== Segment start ==
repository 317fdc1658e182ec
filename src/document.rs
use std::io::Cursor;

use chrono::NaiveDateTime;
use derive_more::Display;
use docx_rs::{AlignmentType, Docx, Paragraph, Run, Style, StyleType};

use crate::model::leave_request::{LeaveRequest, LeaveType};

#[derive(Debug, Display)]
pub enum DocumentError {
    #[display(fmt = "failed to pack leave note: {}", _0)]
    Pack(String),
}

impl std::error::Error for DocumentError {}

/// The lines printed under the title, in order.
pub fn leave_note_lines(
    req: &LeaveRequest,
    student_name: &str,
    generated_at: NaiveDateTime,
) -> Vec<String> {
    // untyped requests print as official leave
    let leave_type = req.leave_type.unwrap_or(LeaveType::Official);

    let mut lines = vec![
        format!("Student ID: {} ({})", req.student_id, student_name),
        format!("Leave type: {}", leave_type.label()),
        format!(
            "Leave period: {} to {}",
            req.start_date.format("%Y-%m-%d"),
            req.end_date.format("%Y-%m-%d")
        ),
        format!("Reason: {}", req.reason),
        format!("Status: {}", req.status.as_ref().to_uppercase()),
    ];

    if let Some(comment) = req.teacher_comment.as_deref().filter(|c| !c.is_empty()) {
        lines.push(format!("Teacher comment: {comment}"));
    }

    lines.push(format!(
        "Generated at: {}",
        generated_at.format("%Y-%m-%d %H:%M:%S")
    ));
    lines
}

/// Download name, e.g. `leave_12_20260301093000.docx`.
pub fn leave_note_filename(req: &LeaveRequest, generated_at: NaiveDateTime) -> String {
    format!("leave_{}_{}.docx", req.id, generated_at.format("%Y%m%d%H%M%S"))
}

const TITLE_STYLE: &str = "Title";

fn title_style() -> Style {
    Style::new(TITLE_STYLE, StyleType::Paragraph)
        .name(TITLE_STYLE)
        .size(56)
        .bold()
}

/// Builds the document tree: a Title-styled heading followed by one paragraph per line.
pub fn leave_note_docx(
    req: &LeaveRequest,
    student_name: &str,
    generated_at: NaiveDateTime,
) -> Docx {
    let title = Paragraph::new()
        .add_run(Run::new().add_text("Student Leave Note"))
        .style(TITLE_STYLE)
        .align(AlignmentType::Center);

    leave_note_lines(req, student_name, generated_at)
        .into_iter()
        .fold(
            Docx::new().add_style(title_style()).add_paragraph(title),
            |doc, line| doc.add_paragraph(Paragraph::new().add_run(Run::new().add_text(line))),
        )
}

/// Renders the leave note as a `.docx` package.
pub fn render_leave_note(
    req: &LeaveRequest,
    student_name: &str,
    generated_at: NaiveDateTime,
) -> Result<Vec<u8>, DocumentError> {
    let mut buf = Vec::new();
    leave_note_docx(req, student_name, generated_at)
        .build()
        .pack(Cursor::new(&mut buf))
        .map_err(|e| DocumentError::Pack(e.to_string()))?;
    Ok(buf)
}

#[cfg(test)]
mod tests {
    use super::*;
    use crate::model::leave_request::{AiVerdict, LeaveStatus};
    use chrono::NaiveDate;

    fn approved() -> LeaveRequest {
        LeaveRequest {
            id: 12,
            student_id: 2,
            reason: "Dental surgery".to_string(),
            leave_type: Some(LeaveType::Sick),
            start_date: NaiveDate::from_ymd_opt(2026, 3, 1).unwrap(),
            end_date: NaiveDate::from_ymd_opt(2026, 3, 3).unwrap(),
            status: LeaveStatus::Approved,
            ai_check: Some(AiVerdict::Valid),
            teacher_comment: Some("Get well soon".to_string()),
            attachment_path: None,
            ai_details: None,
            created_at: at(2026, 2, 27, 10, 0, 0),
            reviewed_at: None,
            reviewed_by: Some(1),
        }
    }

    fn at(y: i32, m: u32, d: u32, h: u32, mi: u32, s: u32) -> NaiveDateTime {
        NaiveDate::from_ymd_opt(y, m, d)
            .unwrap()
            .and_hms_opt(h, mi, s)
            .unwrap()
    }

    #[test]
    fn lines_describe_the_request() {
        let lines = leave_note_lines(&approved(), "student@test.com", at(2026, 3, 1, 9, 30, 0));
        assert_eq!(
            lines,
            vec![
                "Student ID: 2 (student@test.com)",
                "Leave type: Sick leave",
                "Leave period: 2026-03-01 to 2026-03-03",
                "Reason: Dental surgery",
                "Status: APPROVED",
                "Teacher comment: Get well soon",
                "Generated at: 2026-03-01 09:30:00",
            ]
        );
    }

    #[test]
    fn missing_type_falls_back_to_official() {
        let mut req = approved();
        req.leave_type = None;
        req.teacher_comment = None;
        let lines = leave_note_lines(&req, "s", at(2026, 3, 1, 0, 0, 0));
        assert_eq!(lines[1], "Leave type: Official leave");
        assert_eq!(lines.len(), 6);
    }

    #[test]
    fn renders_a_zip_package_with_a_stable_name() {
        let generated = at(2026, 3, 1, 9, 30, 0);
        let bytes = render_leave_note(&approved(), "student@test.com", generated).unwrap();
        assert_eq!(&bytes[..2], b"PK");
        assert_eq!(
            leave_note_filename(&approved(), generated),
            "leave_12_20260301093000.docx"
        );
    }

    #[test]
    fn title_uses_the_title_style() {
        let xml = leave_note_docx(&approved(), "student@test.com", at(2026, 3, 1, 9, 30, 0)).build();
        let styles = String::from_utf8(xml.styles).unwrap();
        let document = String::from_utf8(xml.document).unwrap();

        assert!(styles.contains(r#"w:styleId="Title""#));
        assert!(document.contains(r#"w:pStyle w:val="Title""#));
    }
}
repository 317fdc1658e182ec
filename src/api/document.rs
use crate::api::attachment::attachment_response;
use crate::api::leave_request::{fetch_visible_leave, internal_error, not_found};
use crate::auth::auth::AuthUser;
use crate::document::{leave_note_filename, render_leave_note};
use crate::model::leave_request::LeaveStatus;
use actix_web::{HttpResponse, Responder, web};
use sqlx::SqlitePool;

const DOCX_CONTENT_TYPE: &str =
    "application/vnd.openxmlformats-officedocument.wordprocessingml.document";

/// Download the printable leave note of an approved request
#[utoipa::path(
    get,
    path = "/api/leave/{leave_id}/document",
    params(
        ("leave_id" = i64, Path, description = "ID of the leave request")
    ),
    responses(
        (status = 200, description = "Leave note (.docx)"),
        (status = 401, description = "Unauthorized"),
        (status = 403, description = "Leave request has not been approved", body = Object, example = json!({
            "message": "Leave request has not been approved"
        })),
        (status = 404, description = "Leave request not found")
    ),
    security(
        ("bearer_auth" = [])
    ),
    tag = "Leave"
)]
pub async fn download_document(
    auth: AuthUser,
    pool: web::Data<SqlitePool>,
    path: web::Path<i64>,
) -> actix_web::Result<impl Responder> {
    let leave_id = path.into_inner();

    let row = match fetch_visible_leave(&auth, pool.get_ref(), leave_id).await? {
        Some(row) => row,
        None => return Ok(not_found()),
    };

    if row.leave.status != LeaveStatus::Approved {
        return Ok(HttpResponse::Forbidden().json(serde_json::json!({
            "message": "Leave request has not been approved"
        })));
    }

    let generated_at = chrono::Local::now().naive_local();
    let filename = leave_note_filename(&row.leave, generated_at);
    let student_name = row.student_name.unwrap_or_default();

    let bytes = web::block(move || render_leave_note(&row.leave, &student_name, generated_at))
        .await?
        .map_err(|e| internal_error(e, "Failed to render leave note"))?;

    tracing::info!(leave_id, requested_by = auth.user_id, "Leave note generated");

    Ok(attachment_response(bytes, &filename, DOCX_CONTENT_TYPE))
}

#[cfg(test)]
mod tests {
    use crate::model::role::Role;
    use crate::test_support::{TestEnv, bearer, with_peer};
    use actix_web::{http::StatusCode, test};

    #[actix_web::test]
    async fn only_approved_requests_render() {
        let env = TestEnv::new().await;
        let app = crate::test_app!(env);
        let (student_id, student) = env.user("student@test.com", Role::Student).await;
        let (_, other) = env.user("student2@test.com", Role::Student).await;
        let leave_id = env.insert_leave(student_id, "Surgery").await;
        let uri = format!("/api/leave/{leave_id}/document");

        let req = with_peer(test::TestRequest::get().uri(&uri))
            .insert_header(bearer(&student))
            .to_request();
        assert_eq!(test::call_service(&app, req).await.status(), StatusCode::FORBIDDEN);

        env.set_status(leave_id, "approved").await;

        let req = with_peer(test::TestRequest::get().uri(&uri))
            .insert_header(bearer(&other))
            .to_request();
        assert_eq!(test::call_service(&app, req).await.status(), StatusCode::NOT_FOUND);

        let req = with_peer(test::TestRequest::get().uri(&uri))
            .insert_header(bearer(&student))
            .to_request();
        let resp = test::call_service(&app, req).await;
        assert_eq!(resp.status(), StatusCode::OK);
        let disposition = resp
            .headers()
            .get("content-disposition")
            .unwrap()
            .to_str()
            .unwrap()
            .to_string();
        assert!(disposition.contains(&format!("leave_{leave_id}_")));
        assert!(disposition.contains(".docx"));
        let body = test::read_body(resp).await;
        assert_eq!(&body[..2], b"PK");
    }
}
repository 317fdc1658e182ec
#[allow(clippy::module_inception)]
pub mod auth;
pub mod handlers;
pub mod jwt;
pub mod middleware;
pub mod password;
== Segment end ==
▸ **Exercise goal**
Transcribe the records above exactly, from the opening line down to and including the line with "impl std::error::Error for".

▸ **Response to this exercise**
repository 317fdc1658e182ec
filename src/document.rs
use std::io::Cursor;

use chrono::NaiveDateTime;
use derive_more::Display;
use docx_rs::{AlignmentType, Docx, Paragraph, Run, Style, StyleType};

use crate::model::leave_request::{LeaveRequest, LeaveType};

#[derive(Debug, Display)]
pub enum DocumentError {
    #[display(fmt = "failed to pack leave note: {}", _0)]
    Pack(String),
}

impl std::error::Error for DocumentError {}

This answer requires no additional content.